──────── Supplied records

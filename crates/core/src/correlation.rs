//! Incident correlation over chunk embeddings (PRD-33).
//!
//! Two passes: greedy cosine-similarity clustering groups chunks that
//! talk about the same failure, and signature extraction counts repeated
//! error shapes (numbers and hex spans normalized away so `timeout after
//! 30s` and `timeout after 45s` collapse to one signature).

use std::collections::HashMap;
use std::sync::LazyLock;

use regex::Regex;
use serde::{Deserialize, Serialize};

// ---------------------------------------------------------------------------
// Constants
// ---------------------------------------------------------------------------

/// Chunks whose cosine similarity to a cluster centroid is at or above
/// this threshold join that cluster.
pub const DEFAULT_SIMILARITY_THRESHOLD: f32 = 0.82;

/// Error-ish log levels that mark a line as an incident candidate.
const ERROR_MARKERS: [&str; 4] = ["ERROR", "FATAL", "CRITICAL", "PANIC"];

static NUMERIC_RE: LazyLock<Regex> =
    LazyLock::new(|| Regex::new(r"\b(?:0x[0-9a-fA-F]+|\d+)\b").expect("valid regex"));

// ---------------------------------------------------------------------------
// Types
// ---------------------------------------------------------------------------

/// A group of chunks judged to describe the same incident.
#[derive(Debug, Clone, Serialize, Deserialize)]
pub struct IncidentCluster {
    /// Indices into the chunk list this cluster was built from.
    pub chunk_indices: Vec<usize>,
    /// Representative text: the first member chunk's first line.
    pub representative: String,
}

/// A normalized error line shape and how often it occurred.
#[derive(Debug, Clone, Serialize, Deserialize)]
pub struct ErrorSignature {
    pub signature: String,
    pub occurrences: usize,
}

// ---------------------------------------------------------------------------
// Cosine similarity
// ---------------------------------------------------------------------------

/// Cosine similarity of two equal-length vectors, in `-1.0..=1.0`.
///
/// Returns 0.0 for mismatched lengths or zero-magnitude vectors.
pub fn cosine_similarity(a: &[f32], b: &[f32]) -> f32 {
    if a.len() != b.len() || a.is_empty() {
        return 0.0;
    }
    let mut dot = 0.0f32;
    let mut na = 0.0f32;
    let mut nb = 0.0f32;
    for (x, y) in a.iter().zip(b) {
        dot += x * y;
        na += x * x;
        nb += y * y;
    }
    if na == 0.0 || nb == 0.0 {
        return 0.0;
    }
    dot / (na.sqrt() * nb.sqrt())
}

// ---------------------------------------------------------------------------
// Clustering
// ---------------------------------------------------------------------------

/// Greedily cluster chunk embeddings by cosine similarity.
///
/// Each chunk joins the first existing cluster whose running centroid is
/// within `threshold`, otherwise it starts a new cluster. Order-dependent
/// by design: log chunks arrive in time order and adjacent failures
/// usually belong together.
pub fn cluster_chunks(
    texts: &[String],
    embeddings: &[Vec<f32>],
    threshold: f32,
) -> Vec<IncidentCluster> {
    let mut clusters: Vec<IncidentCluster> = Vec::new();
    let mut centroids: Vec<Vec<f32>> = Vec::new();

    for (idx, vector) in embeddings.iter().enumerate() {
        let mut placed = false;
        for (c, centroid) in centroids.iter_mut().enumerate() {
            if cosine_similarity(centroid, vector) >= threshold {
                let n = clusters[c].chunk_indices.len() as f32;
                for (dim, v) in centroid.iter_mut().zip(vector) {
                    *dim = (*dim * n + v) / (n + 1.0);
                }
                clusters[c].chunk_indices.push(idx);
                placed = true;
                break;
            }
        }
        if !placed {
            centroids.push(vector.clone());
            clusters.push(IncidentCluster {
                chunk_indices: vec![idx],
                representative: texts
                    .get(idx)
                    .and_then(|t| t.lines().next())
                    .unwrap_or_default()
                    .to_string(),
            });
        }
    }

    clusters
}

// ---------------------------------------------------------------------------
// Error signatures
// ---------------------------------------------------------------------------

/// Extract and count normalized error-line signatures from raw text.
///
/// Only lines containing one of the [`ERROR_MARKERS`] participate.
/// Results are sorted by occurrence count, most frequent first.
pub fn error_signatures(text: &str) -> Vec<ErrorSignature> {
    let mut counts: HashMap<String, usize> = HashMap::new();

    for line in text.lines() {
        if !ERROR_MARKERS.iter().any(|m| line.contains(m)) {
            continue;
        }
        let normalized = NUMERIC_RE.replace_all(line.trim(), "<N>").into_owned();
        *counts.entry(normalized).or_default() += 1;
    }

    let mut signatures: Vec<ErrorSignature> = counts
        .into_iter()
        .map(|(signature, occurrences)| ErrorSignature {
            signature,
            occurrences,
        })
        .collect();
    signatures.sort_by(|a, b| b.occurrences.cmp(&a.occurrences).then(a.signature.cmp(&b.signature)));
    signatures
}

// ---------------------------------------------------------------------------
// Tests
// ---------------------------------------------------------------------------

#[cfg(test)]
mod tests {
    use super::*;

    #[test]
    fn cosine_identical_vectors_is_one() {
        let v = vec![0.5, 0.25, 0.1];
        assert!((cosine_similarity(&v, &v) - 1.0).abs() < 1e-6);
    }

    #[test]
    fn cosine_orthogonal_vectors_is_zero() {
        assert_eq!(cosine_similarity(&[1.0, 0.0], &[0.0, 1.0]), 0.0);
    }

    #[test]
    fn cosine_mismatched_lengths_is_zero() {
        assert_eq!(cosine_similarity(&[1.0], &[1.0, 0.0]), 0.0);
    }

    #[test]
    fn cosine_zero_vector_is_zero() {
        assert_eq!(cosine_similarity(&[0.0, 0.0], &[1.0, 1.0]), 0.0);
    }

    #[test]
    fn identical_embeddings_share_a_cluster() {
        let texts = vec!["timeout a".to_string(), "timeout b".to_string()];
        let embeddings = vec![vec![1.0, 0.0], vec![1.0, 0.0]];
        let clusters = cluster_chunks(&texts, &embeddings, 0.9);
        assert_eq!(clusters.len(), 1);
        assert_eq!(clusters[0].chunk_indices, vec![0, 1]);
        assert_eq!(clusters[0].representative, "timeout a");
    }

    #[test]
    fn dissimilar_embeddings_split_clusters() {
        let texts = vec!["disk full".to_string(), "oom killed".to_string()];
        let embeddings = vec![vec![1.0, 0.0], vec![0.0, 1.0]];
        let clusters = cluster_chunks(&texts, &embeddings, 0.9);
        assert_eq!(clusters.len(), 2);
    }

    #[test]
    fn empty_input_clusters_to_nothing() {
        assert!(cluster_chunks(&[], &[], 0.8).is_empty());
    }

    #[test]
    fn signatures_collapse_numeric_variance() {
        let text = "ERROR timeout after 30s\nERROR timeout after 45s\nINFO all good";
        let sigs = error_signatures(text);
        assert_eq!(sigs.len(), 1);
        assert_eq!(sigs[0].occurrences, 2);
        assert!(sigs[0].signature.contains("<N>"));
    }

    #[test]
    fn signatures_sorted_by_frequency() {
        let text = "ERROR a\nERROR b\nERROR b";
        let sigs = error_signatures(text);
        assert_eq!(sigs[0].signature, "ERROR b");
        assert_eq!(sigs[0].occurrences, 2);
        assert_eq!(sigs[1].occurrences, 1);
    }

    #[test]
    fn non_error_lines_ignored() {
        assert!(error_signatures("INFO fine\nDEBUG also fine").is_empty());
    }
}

────────────────
──────── Supplied records

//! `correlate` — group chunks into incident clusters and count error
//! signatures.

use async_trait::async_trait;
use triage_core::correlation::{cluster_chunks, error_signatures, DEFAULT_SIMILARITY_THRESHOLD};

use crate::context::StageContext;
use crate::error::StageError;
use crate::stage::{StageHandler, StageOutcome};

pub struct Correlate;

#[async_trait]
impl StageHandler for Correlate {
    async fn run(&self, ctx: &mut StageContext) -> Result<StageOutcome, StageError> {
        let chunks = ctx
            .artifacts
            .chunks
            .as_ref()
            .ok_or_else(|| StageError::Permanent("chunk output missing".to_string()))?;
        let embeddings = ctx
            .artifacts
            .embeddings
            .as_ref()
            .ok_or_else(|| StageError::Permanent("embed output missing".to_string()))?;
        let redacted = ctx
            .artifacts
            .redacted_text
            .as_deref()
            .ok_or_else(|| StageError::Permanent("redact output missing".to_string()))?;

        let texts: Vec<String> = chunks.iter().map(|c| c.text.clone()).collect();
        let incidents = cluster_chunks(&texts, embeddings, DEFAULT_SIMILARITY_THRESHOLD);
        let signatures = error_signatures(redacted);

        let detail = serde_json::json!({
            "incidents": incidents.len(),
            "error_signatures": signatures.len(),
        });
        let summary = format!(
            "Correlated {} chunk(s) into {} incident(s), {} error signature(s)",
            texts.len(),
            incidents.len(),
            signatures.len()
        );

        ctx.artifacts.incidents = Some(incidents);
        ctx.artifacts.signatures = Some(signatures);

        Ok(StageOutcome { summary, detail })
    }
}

────────────────

**Task requirements:**
Where a line above contains the string "occurrences", copy that line.

**Response:**
    pub occurrences: usize,
        .map(|(signature, occurrences)| ErrorSignature {
            occurrences,
    signatures.sort_by(|a, b| b.occurrences.cmp(&a.occurrences).then(a.signature.cmp(&b.signature)));
        assert_eq!(sigs[0].occurrences, 2);
        assert_eq!(sigs[0].occurrences, 2);
        assert_eq!(sigs[1].occurrences, 1);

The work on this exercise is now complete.